(Saved entries)
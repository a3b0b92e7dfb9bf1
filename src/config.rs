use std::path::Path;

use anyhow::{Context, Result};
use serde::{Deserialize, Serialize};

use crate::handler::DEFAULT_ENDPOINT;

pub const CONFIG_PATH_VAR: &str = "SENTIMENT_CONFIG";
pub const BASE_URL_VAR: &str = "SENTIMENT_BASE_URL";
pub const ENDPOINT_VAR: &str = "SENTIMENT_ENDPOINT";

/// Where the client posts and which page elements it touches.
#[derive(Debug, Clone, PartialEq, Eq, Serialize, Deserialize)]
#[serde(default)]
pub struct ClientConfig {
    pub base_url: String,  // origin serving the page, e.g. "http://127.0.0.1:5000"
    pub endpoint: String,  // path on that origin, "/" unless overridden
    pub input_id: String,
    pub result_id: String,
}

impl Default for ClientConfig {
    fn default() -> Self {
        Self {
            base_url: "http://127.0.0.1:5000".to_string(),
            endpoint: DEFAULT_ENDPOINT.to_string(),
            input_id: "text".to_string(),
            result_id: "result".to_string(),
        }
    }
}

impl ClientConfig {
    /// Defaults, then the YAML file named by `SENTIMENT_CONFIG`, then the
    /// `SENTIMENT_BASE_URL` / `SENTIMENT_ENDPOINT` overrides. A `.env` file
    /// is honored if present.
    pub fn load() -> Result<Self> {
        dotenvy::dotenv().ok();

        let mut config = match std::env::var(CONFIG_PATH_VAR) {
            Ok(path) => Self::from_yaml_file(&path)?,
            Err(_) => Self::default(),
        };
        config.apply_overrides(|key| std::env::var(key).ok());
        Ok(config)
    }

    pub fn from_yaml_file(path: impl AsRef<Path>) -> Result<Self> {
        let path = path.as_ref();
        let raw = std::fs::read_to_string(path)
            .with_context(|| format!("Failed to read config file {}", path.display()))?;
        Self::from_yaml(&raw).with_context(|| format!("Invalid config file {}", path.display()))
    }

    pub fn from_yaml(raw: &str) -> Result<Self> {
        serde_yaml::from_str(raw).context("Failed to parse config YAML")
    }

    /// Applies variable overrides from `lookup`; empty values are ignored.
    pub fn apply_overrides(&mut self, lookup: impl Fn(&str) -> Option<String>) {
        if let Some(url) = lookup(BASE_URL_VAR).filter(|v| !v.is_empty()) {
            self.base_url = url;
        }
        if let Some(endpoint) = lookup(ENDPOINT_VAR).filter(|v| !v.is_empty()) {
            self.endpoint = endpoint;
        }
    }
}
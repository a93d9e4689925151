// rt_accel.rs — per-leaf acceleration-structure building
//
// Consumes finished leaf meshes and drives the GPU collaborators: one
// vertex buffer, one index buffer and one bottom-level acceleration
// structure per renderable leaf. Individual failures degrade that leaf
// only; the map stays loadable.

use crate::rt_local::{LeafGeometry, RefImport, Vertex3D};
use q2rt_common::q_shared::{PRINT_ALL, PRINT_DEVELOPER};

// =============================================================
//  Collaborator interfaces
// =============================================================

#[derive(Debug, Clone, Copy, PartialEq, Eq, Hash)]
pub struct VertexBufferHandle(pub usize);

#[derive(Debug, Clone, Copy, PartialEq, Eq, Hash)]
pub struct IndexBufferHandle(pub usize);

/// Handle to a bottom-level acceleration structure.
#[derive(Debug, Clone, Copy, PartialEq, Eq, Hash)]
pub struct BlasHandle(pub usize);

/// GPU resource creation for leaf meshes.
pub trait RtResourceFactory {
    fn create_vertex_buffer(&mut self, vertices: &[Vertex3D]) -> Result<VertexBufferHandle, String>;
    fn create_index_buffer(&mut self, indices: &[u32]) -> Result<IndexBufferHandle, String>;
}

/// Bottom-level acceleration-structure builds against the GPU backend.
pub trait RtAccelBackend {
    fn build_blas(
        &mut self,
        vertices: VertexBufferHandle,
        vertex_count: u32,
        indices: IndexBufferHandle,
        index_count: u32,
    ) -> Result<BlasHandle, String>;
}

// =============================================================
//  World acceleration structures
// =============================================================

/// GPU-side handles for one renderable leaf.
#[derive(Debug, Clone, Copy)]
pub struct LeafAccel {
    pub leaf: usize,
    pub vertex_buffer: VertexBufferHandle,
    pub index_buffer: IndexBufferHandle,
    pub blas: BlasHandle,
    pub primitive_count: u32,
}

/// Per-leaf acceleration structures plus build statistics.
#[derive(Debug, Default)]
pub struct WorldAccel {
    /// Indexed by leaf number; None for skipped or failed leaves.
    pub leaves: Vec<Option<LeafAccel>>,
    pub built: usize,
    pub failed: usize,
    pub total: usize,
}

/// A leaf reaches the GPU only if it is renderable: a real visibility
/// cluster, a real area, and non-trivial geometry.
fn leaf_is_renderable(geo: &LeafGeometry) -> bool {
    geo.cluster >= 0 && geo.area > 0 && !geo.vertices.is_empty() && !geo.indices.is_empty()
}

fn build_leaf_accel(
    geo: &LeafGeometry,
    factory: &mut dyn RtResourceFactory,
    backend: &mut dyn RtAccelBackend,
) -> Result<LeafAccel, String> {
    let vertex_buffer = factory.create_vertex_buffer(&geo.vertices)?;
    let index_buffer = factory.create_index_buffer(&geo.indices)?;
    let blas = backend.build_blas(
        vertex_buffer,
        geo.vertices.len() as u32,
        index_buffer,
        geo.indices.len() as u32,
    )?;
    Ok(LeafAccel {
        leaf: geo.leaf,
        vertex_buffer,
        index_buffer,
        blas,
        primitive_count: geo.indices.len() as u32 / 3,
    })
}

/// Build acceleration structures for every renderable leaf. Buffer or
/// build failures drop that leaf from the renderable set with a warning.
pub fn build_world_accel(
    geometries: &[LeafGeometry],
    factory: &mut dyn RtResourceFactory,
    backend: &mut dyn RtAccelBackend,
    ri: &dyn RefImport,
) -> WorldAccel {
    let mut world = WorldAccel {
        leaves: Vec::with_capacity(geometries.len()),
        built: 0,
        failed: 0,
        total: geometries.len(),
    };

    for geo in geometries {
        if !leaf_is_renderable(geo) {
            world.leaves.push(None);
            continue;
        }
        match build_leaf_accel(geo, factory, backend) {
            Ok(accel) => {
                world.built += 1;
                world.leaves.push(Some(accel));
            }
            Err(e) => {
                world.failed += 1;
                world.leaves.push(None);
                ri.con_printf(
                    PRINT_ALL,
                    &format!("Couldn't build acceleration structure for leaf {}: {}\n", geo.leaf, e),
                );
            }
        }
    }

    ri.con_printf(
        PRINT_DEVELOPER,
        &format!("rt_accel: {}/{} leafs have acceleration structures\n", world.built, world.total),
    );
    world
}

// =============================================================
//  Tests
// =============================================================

■ Exercise details
In how many lines of the records does the word "LeafGeometry" occur? Reply with the number only.

■ Written solution
4